## WORK ORDER
A line containing "format is a JSON" appears in the material below. Return exactly every line from the first through that one, and only those.

____

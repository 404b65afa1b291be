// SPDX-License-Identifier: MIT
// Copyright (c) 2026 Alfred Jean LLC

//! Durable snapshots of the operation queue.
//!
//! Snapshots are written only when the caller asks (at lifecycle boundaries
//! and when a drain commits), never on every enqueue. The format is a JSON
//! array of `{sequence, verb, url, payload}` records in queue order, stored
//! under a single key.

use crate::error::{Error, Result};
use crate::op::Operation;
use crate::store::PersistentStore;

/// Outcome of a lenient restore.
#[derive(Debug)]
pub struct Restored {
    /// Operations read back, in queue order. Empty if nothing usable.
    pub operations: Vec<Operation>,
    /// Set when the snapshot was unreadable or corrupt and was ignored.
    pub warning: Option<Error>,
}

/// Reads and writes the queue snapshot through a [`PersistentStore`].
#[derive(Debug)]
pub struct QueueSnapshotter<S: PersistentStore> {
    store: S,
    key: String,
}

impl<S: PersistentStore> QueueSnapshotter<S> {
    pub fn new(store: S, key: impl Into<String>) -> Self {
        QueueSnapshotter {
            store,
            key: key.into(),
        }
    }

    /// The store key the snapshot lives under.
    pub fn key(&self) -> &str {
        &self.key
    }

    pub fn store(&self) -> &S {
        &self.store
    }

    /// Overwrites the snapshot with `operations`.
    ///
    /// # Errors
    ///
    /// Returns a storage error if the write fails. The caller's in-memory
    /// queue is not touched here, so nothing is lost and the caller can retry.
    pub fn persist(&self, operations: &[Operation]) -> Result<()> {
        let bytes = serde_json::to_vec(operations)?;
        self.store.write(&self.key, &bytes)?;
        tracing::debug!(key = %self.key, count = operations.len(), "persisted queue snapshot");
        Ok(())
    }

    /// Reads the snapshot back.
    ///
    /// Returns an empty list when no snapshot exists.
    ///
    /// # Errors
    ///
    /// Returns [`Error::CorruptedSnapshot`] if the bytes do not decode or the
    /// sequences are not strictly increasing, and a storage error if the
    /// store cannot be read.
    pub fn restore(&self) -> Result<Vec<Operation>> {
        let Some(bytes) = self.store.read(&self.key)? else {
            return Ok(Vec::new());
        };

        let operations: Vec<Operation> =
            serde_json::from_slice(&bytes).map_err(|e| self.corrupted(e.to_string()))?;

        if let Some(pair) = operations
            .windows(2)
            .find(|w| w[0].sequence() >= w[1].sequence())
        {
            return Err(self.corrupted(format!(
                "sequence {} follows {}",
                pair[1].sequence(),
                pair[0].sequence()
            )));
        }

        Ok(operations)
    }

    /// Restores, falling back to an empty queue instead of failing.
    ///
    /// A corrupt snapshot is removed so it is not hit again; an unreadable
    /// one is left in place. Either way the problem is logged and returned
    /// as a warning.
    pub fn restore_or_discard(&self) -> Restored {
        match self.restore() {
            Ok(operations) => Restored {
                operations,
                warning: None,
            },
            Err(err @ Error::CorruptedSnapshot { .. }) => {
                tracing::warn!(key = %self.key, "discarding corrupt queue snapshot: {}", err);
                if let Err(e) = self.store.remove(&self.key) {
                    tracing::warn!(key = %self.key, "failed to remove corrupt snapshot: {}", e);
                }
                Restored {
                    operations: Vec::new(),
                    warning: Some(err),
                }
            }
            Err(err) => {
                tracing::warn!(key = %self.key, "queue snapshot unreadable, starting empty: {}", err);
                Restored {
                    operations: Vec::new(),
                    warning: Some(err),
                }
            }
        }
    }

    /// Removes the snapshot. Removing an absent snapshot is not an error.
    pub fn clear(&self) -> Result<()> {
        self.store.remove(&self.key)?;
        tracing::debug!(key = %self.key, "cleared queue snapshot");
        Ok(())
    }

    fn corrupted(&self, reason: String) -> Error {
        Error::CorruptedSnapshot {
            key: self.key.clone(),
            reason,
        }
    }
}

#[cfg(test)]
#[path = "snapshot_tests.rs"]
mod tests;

____

## EXERCISE ANSWER
repository 404b65afa1b291be
// SPDX-License-Identifier: MIT
// Copyright (c) 2026 Alfred Jean LLC

//! Durable snapshots of the operation queue.
//!
//! Snapshots are written only when the caller asks (at lifecycle boundaries
//! and when a drain commits), never on every enqueue. The format is a JSON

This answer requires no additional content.